Task description — Whenever the word "impl" turns up in a line of the data below, copy that line.

Material for this exercise —
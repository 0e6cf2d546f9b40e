//! `PostgreSQL` adapter for to-do item persistence.

mod models;
mod repository;
mod schema;

pub use repository::{PostgresTodoRepository, TodoPgPool};
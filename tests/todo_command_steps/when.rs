//! When steps for to-do command BDD scenarios.

use super::world::{TodoCommandWorld, run_async};
use rstest_bdd_macros::when;
use tarefa::todo::commands::{MarkTodo, RenameTodo, TodoCommand};

#[when("the command is handled")]
fn handle_pending_command(world: &mut TodoCommandWorld) -> Result<(), eyre::Report> {
    let command = world
        .pending_command
        .take()
        .ok_or_else(|| eyre::eyre!("missing pending command in scenario world"))?;
    let result = run_async(world.service.handle(command));
    world.last_result = Some(result);
    Ok(())
}

#[when(r#"the item is renamed to "{title}""#)]
fn rename_item(world: &mut TodoCommandWorld, title: String) -> Result<(), eyre::Report> {
    let item = world
        .current_item
        .as_ref()
        .ok_or_else(|| eyre::eyre!("missing created item in scenario world"))?;

    let command = TodoCommand::Rename(RenameTodo::new(
        item.id(),
        item.owner().as_str().to_owned(),
        title,
    ));
    let result = run_async(world.service.handle(command));
    world.last_result = Some(result);
    Ok(())
}

#[when("the item is marked done")]
fn mark_item_done(world: &mut TodoCommandWorld) -> Result<(), eyre::Report> {
    let item = world
        .current_item
        .as_ref()
        .ok_or_else(|| eyre::eyre!("missing created item in scenario world"))?;

    let command = TodoCommand::MarkDone(MarkTodo::new(
        item.id(),
        item.owner().as_str().to_owned(),
    ));
    let result = run_async(world.service.handle(command));
    world.last_result = Some(result);
    Ok(())
}
//! Given steps for to-do command BDD scenarios.

use super::world::{TodoCommandWorld, run_async};
use chrono::{DateTime, TimeZone, Utc};
use eyre::WrapErr;
use rstest_bdd_macros::given;
use tarefa::todo::commands::{CreateTodo, TodoCommand};

/// Fixed due date shared by scenario setup steps.
fn scenario_due_date() -> Result<DateTime<Utc>, eyre::Report> {
    Utc.with_ymd_and_hms(2024, 1, 1, 12, 0, 0)
        .single()
        .ok_or_else(|| eyre::eyre!("invalid scenario due date"))
}

#[given(r#"a create command with title "{title}" for owner "{owner}""#)]
fn create_command(
    world: &mut TodoCommandWorld,
    title: String,
    owner: String,
) -> Result<(), eyre::Report> {
    let due_at = scenario_due_date()?;
    world.pending_command = Some(TodoCommand::Create(CreateTodo::new(title, owner, due_at)));
    Ok(())
}

#[given(r#"a create command with an empty title for owner "{owner}""#)]
fn create_command_without_title(
    world: &mut TodoCommandWorld,
    owner: String,
) -> Result<(), eyre::Report> {
    let due_at = scenario_due_date()?;
    world.pending_command = Some(TodoCommand::Create(CreateTodo::new("", owner, due_at)));
    Ok(())
}

#[given(r#"an item titled "{title}" owned by "{owner}""#)]
fn existing_item(
    world: &mut TodoCommandWorld,
    title: String,
    owner: String,
) -> Result<(), eyre::Report> {
    let due_at = scenario_due_date()?;
    let outcome = run_async(
        world
            .service
            .handle(TodoCommand::Create(CreateTodo::new(title, owner, due_at))),
    )
    .wrap_err("create item for scenario setup")?;

    let item = outcome
        .todo()
        .ok_or_else(|| eyre::eyre!("scenario setup command was rejected"))?
        .clone();
    world.current_item = Some(item);
    Ok(())
}
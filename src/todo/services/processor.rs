//! Command processor translating to-do commands into repository calls.

use crate::todo::{
    commands::{CreateTodo, MarkTodo, RenameTodo, TodoCommand},
    domain::{OwnerId, Title, TodoDomainError, TodoId, TodoItem},
    ports::{TodoRepository, TodoRepositoryError},
    validation::{self, ValidationFailure},
};
use mockable::Clock;
use serde::Serialize;
use std::sync::Arc;
use thiserror::Error;

/// User-facing message attached to every accepted outcome.
pub const ACCEPTED_MESSAGE: &str = "Tarefa Salva";

/// User-facing message attached to every rejected outcome.
pub const REJECTED_MESSAGE: &str = "Ops, parece que sua tarefa está errada!";

/// Result of handling one command.
///
/// The two cases carry semantically different payloads, so they are
/// modelled as distinct variants rather than a single ambiguous payload
/// field. Outcomes are immutable once constructed.
#[derive(Debug, Clone, PartialEq, Eq, Serialize)]
#[serde(tag = "status", rename_all = "snake_case")]
pub enum CommandOutcome {
    /// The command was valid and the mutation was persisted.
    Accepted {
        /// User-facing confirmation message.
        message: String,
        /// The resulting item, as persisted.
        todo: TodoItem,
    },
    /// The command failed validation; no repository call was made.
    Rejected {
        /// User-facing rejection message.
        message: String,
        /// Accumulated field-level failures.
        failures: Vec<ValidationFailure>,
    },
}

impl CommandOutcome {
    /// Creates an accepted outcome carrying the persisted item.
    #[must_use]
    pub fn accepted(todo: TodoItem) -> Self {
        Self::Accepted {
            message: ACCEPTED_MESSAGE.to_owned(),
            todo,
        }
    }

    /// Creates a rejected outcome carrying the validation failures.
    #[must_use]
    pub fn rejected(failures: Vec<ValidationFailure>) -> Self {
        Self::Rejected {
            message: REJECTED_MESSAGE.to_owned(),
            failures,
        }
    }

    /// Returns `true` for accepted outcomes.
    #[must_use]
    pub const fn is_accepted(&self) -> bool {
        matches!(self, Self::Accepted { .. })
    }

    /// Returns the user-facing message.
    #[must_use]
    pub fn message(&self) -> &str {
        match self {
            Self::Accepted { message, .. } | Self::Rejected { message, .. } => message,
        }
    }

    /// Returns the persisted item for accepted outcomes.
    #[must_use]
    pub const fn todo(&self) -> Option<&TodoItem> {
        match self {
            Self::Accepted { todo, .. } => Some(todo),
            Self::Rejected { .. } => None,
        }
    }

    /// Returns the validation failures for rejected outcomes.
    #[must_use]
    pub fn failures(&self) -> Option<&[ValidationFailure]> {
        match self {
            Self::Accepted { .. } => None,
            Self::Rejected { failures, .. } => Some(failures),
        }
    }
}

/// Service-level errors for to-do command handling.
///
/// Validation failures are not errors; they surface as
/// [`CommandOutcome::Rejected`]. This type covers the paths where the
/// repository is involved.
#[derive(Debug, Error)]
pub enum TodoCommandError {
    /// No item exists for the identifier and owner pair. Items owned by a
    /// different user report the same way as absent ones.
    #[error("to-do item {id} not found for owner {owner}")]
    NotFound {
        /// Requested item identifier.
        id: TodoId,
        /// Requesting owner.
        owner: OwnerId,
    },

    /// Domain construction failed.
    #[error(transparent)]
    Domain(#[from] TodoDomainError),

    /// Repository operation failed.
    #[error(transparent)]
    Repository(#[from] TodoRepositoryError),
}

/// Result type for to-do command handling.
pub type TodoCommandResult<T> = Result<T, TodoCommandError>;

/// To-do command orchestration service.
///
/// Translates each command variant into exactly one repository interaction
/// sequence: validation always precedes any repository call, a fetch is
/// always followed by exactly one update of the same instance, and each
/// invocation performs at most one read and one write.
#[derive(Clone)]
pub struct TodoCommandProcessor<R, C>
where
    R: TodoRepository,
    C: Clock + Send + Sync,
{
    repository: Arc<R>,
    clock: Arc<C>,
}

impl<R, C> TodoCommandProcessor<R, C>
where
    R: TodoRepository,
    C: Clock + Send + Sync,
{
    /// Creates a new command processor.
    #[must_use]
    pub const fn new(repository: Arc<R>, clock: Arc<C>) -> Self {
        Self { repository, clock }
    }

    /// Handles one command.
    ///
    /// Invalid commands are rejected before any repository call and
    /// reported as a [`CommandOutcome::Rejected`] value, not an error.
    ///
    /// # Errors
    ///
    /// Returns [`TodoCommandError::NotFound`] when a rename or mark
    /// command addresses a missing or foreign-owned item, and
    /// [`TodoCommandError::Repository`] when persistence fails.
    pub async fn handle(&self, command: TodoCommand) -> TodoCommandResult<CommandOutcome> {
        let outcome = validation::validate(&command);
        if !outcome.is_valid() {
            return Ok(CommandOutcome::rejected(outcome.into_failures()));
        }

        match command {
            TodoCommand::Create(create) => self.create(create).await,
            TodoCommand::Rename(rename) => self.rename(rename).await,
            TodoCommand::MarkDone(mark) => self.set_done(mark, true).await,
            TodoCommand::MarkUndone(mark) => self.set_done(mark, false).await,
        }
    }

    async fn create(&self, command: CreateTodo) -> TodoCommandResult<CommandOutcome> {
        let title = Title::new(command.title)?;
        let owner = OwnerId::new(command.owner)?;
        let todo = TodoItem::new(title, owner, command.due_at, &*self.clock);
        self.repository.create(&todo).await?;
        Ok(CommandOutcome::accepted(todo))
    }

    async fn rename(&self, command: RenameTodo) -> TodoCommandResult<CommandOutcome> {
        let title = Title::new(command.title)?;
        let owner = OwnerId::new(command.owner)?;
        let mut todo = self.fetch(command.id, &owner).await?;
        todo.rename(title, &*self.clock);
        self.repository.update(&todo).await?;
        Ok(CommandOutcome::accepted(todo))
    }

    async fn set_done(&self, command: MarkTodo, done: bool) -> TodoCommandResult<CommandOutcome> {
        let owner = OwnerId::new(command.owner)?;
        let mut todo = self.fetch(command.id, &owner).await?;
        if done {
            todo.mark_done(&*self.clock);
        } else {
            todo.mark_undone(&*self.clock);
        }
        self.repository.update(&todo).await?;
        Ok(CommandOutcome::accepted(todo))
    }

    async fn fetch(&self, id: TodoId, owner: &OwnerId) -> TodoCommandResult<TodoItem> {
        self.repository
            .find_by_id(id, owner)
            .await?
            .ok_or_else(|| TodoCommandError::NotFound {
                id,
                owner: owner.clone(),
            })
    }
}
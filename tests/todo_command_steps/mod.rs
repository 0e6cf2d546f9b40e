//! Step definitions for to-do command BDD scenarios.

pub mod given;
pub mod then;
pub mod when;
pub mod world;
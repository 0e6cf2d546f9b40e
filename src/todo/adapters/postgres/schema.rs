//! Diesel schema for to-do item persistence.

diesel::table! {
    /// To-do item records.
    todos (id) {
        /// Item identifier.
        id -> Uuid,
        /// Item title.
        #[max_length = 255]
        title -> Varchar,
        /// Owning user identifier.
        #[max_length = 255]
        owner -> Varchar,
        /// Due date.
        due_at -> Timestamptz,
        /// Completion flag.
        done -> Bool,
        /// Creation timestamp.
        created_at -> Timestamptz,
        /// Last update timestamp.
        updated_at -> Timestamptz,
    }
}
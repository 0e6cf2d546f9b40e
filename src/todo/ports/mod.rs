//! Port contracts for to-do item persistence.
//!
//! Ports define infrastructure-agnostic interfaces used by the command
//! processor.

pub mod repository;

pub use repository::{TodoRepository, TodoRepositoryError, TodoRepositoryResult};
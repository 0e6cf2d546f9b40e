//! Command data carriers for to-do item mutations.
//!
//! Commands are transient per-request values. Textual fields are carried
//! raw; [`crate::todo::validation`] checks them before the processor
//! performs any domain construction or repository call.

use crate::todo::domain::TodoId;
use chrono::{DateTime, Utc};
use serde::{Deserialize, Serialize};

/// Command to create a new to-do item.
#[derive(Debug, Clone, PartialEq, Eq, Serialize, Deserialize)]
pub struct CreateTodo {
    /// Title of the new item.
    pub title: String,
    /// Owning user identifier.
    pub owner: String,
    /// Due date of the new item.
    pub due_at: DateTime<Utc>,
}

impl CreateTodo {
    /// Creates a create command.
    #[must_use]
    pub fn new(title: impl Into<String>, owner: impl Into<String>, due_at: DateTime<Utc>) -> Self {
        Self {
            title: title.into(),
            owner: owner.into(),
            due_at,
        }
    }
}

/// Command to replace the title of an existing to-do item.
#[derive(Debug, Clone, PartialEq, Eq, Serialize, Deserialize)]
pub struct RenameTodo {
    /// Identifier of the item to rename.
    pub id: TodoId,
    /// Owning user identifier.
    pub owner: String,
    /// Replacement title.
    pub title: String,
}

impl RenameTodo {
    /// Creates a rename command.
    #[must_use]
    pub fn new(id: TodoId, owner: impl Into<String>, title: impl Into<String>) -> Self {
        Self {
            id,
            owner: owner.into(),
            title: title.into(),
        }
    }
}

/// Command identifying the item whose done flag is toggled.
///
/// Shared by the mark-done and mark-undone variants, which carry the same
/// data and differ only in the flag value they set.
#[derive(Debug, Clone, PartialEq, Eq, Serialize, Deserialize)]
pub struct MarkTodo {
    /// Identifier of the item to mark.
    pub id: TodoId,
    /// Owning user identifier.
    pub owner: String,
}

impl MarkTodo {
    /// Creates a mark command.
    #[must_use]
    pub fn new(id: TodoId, owner: impl Into<String>) -> Self {
        Self {
            id,
            owner: owner.into(),
        }
    }
}

/// The four to-do item commands, dispatched by variant.
#[derive(Debug, Clone, PartialEq, Eq, Serialize, Deserialize)]
#[serde(tag = "type", rename_all = "snake_case")]
pub enum TodoCommand {
    /// Create a new item.
    Create(CreateTodo),
    /// Replace the title of an existing item.
    Rename(RenameTodo),
    /// Set the done flag of an existing item.
    MarkDone(MarkTodo),
    /// Clear the done flag of an existing item.
    MarkUndone(MarkTodo),
}
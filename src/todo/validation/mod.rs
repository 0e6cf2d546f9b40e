//! Command validation.
//!
//! Validation is a pure function over a command: it returns an outcome
//! carrying every failure found, and attaches no mutable state to the
//! command itself. The processor consults the outcome before performing
//! any repository call.

mod outcome;
pub mod rules;

pub use outcome::{ValidationFailure, ValidationOutcome};
pub use rules::validate;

Answer to the problem —
impl CommandOutcome {
impl<R, C> TodoCommandProcessor<R, C>
impl CreateTodo {
    pub fn new(title: impl Into<String>, owner: impl Into<String>, due_at: DateTime<Utc>) -> Self {
impl RenameTodo {
    pub fn new(id: TodoId, owner: impl Into<String>, title: impl Into<String>) -> Self {
impl MarkTodo {
    pub fn new(id: TodoId, owner: impl Into<String>) -> Self {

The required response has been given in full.